The data regarding the compositions presented in table 2 allow us to conclude that the resulting concrete mix belongs to the group of structural and heat-insulating concrete, where blocks of class 3.5 can be used to produce blocks for the laying of heat-insulating and sound-insulating layers of building walls, from concrete mixes of class B 5.0, it is possible to produce blocks for laying the internal partitions of the building, and from concrete mixes of class 7.5 it is possible to produce blocks for laying the external walls of the building. With a density of γ _b = 1650 kg / m ³ in a dry state and compressive strength after 28 days, R _cr = 10.2 MPa of a concrete mix of class B 7.5, intended for the manufacture of blocks for laying the exterior walls of a building, its thermal conductivity is λ _b = 0.680 W / m ° C, which corresponds to the thermal conductivity of the concrete mixture on the aggregate of granulated blast furnace slag.

It should be understood that the above examples are used only to illustrate particular cases of carrying out the invention and such examples do not limit the scope of legal protection presented in the attached claims, while a specialist in the art is relatively simple able to implement other embodiments of the present invention in the framework of of this formula.
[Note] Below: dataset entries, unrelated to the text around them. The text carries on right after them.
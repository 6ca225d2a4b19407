use axum::extract::State;
use axum::http::StatusCode;

use crate::context::AppState;

pub async fn handle(State(app): State<AppState>) -> StatusCode {
    match sqlx::query("SELECT 1").execute(&app.pool).await {
        Ok(_) => StatusCode::OK,
        Err(err) => {
            log::warn!("healthcheck failed: {err:#}");
            StatusCode::SERVICE_UNAVAILABLE
        }
    }
}
//! Bounded worker pool driving every outbound NSI message. One `Job` per
//! protocol action; the dispatcher guarantees at most one in-flight job per
//! `(kind, reservationId)`, mirroring the channel-fed endpoint table in
//! `turn-server`'s router, but specialised to a fixed set of job kinds
//! instead of a dynamic session table.

use std::collections::hash_map::Entry;
use std::collections::{HashMap, VecDeque};
use std::sync::Arc;

use parking_lot::Mutex;
use sqlx::AnyPool;
use tokio::sync::mpsc;

use crate::db::reservation;
use crate::nsi::NsiClient;
use nsi_aura_core::state::{self, Event};

const DEFAULT_WORKER_COUNT: usize = 10;

#[derive(Debug, Clone, Copy, PartialEq, Eq, Hash)]
pub enum JobKind {
    Reserve,
    ReserveCommit,
    Provision,
    Release,
    Terminate,
}

#[derive(Debug, Clone, Copy)]
pub struct Job {
    pub kind: JobKind,
    pub reservation_id: i64,
}

#[derive(Clone)]
pub struct Dispatcher {
    sender: mpsc::UnboundedSender<Job>,
}

impl Dispatcher {
    /// Submit a job. Every submission eventually runs exactly once: if a
    /// job of the same `(kind, reservationId)` is already in flight, this
    /// one queues behind it rather than running concurrently or being
    /// dropped — "at most one in flight per key" bounds concurrency, it
    /// doesn't coalesce distinct enqueues into one execution.
    pub fn submit(&self, job: Job) {
        if self.sender.send(job).is_err() {
            log::error!("dispatcher channel closed, dropping job {job:?}");
        }
    }
}

/// Spawn `worker_count` worker loops sharing one job queue and one
/// per-key pending table. Returns a handle cheap to clone and hand to
/// every HTTP handler and the topology poller alike.
pub fn spawn(pool: AnyPool, nsi: Arc<NsiClient>, worker_count: Option<usize>) -> Dispatcher {
    let (sender, receiver) = mpsc::unbounded_channel();
    let receiver = Arc::new(tokio::sync::Mutex::new(receiver));
    // Presence of a key means a job for it is in flight; the queue holds
    // jobs for that same key that arrived while it was running.
    let pending: Arc<Mutex<HashMap<(JobKind, i64), VecDeque<Job>>>> = Arc::new(Mutex::new(HashMap::new()));

    for _ in 0..worker_count.unwrap_or(DEFAULT_WORKER_COUNT) {
        let pool = pool.clone();
        let nsi = nsi.clone();
        let receiver = receiver.clone();
        let pending = pending.clone();

        tokio::spawn(async move {
            loop {
                let mut job = {
                    let mut receiver = receiver.lock().await;
                    match receiver.recv().await {
                        Some(job) => job,
                        None => return,
                    }
                };

                // Run `job`, then keep draining whatever queued up behind
                // its key while this worker held the slot, so a burst of
                // same-key submissions is serialized on one worker instead
                // of bouncing back through the shared channel.
                loop {
                    let key = (job.kind, job.reservation_id);
                    match pending.lock().entry(key) {
                        Entry::Vacant(entry) => {
                            entry.insert(VecDeque::new());
                        }
                        Entry::Occupied(mut entry) => {
                            entry.get_mut().push_back(job);
                            break;
                        }
                    }

                    if let Err(err) = run_job(&pool, &nsi, job).await {
                        log::error!("job {job:?} failed: {err:#}");
                    }

                    let next = {
                        let mut pending = pending.lock();
                        match pending.get_mut(&key).and_then(VecDeque::pop_front) {
                            Some(next) => Some(next),
                            None => {
                                pending.remove(&key);
                                None
                            }
                        }
                    };
                    match next {
                        Some(next) => job = next,
                        None => break,
                    }
                }
            }
        });
    }

    Dispatcher { sender }
}

async fn run_job(pool: &AnyPool, nsi: &NsiClient, job: Job) -> anyhow::Result<()> {
    let Some(res) = reservation::get(pool, job.reservation_id).await? else {
        anyhow::bail!("reservation {} not found", job.reservation_id);
    };

    let correlation_id = reservation::rotate_correlation_id(pool, res.id).await?;

    let outcome = match job.kind {
        JobKind::Reserve => {
            let source_stp = crate::db::stp::get_by_id(pool, res.source_stp_id)
                .await?
                .ok_or_else(|| anyhow::anyhow!("source stp {} missing", res.source_stp_id))?;
            let dest_stp = crate::db::stp::get_by_id(pool, res.dest_stp_id)
                .await?
                .ok_or_else(|| anyhow::anyhow!("dest stp {} missing", res.dest_stp_id))?;
            let source_urn = nsi_aura_codec::templates::stp_urn(&source_stp.stp_id, res.source_vlan);
            let dest_urn = nsi_aura_codec::templates::stp_urn(&dest_stp.stp_id, res.dest_vlan);

            nsi.reserve(
                correlation_id,
                res.global_reservation_id,
                &res.description,
                res.start_time,
                res.end_time,
                &source_urn,
                &dest_urn,
            )
            .await
            .map(Some)
        }
        JobKind::ReserveCommit => {
            let connection_id = require_connection_id(&res)?;
            nsi.reserve_commit(correlation_id, connection_id).await.map(|_| None)
        }
        JobKind::Provision => {
            let connection_id = require_connection_id(&res)?;
            nsi.provision(correlation_id, connection_id).await.map(|_| None)
        }
        JobKind::Release => {
            let connection_id = require_connection_id(&res)?;
            nsi.release(correlation_id, connection_id).await.map(|_| None)
        }
        JobKind::Terminate => {
            let connection_id = require_connection_id(&res)?;
            nsi.terminate(correlation_id, connection_id).await.map(|_| None)
        }
    };

    match outcome {
        Ok(connection_id) => {
            if let Some(connection_id) = connection_id {
                reservation::set_connection_id(pool, res.id, connection_id).await?;
            }
            crate::db::log::append(
                pool,
                res.id,
                &format!("{:?} sent", job.kind),
                Some(module_path!()),
                None,
                None,
            )
            .await?;
        }
        Err(err) => {
            crate::db::log::append(
                pool,
                res.id,
                &format!("{:?} failed: {err}", job.kind),
                Some(module_path!()),
                None,
                None,
            )
            .await?;

            // Only the `reserve` job drives a state transition on failure —
            // every other job leaves the state untouched for the callback
            // or a GUI-driven retry to resolve.
            if matches!(job.kind, JobKind::Reserve) {
                if let Ok(next) = state::apply(res.state, Event::ConnectionError) {
                    reservation::set_state(pool, res.id, next).await?;
                }
            }
        }
    }

    Ok(())
}

fn require_connection_id(res: &nsi_aura_core::Reservation) -> anyhow::Result<uuid::Uuid> {
    res.connection_id
        .ok_or_else(|| anyhow::anyhow!("reservation {} has no connectionId yet", res.id))
}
Table 1 Properties of optimal ratios of crushed stone fractions The ratio of crushed stone fractions in the aggregate,% wt .: 40/60 50/50 60/40 Water absorption,% 18.5 16.5 18.5 Bulk density, kg / m ³ 880 895 880 Porosity,% 43.5 41.0 43.0 The average density of the mixture of crushed stone fractions in the cement paste, kg / l - 2.22 -

Claims (10)

1. A method of processing burned rock, including crushing the rock, screening out impurities and separating it into sand and gravel fractions, which are used as aggregate for the concrete mix, characterized in that the following process is used:
initially, the rock is crushed to a particle size of not more than 50 mm;
crushed burnt rock is sieved through a sieve with 20 mm mesh;
discard the crushed burnt rock passing through the sieve;
re-crushed the crushed burnt rock remaining on the sieve larger than 20 mm and sieved through sieves with smaller cells with separation into sand and gravel fractions;
sand and gravel fractions of re-crushed burned rock are placed in separate storage bins;
sand and / or crushed stone fractions, placed in separate storage bins, are fed into the concrete mixer as a concrete aggregate aggregate. 2. The method according to claim 1, characterized in that the discarded crushed burnt rock is used as a material for adding roads. 3. The method according to claim 1, characterized in that when re-crushing and sieving the crushed burned rock larger than 20 mm is divided into fractions 0-5 mm; 5-10 mm and 10-20 mm. 4. The method according to claim 3, characterized in that the 0-5 mm fraction is divided into two or more sand fractions by sieving on sieves. 5. The method according to claim 4, characterized in that when sifting on sieves, sand fractions of 0-0.14 mm are obtained; 0.14-0.315 mm; 0.315-0.63 mm; 0.63-1.25 mm; 1.25-2.5 mm and 2.5-5.0 mm. 6. The method according to claim 6, characterized in that gravel fractions of 5-10 mm and 10-20 mm are used as aggregate at their ratio, wt.%: 40-60: 60:40. 7. The method according to claim 1, characterized in that they use the burnt rock heap of the coal mine. 8. Concrete mixture containing Portland cement, aggregate in the form of crushed stone and / or sand fractions of crushed burned rock and water, characterized in that it contains aggregate obtained by the method according to any one of claims 1 to 6. 9. The mixture according to claim 8, characterized in that the crushed stone and / or sand fractions of the crushed burned rock have the following chemical and mineralogical composition, wt.%: SiO ₂ - 71.10; Al ₂ O ₃ - 17.45; Fe ₂ O ₃ - 3.66; TiO ₂ 0.64; CaO - 1.22; MgO - 0.64; SO ₃ - 0.03; K ₂ O - 2.62; Na ₂ O - 1.27. 10. The mixture according to claim 8, characterized in that the flow rate per 1 m ³ is, kg: Portland cement - 167-256; sand fractions of crushed burned rock - 683-508; crushed stone fractions of crushed burned rock - 683-798; and water - 315-300.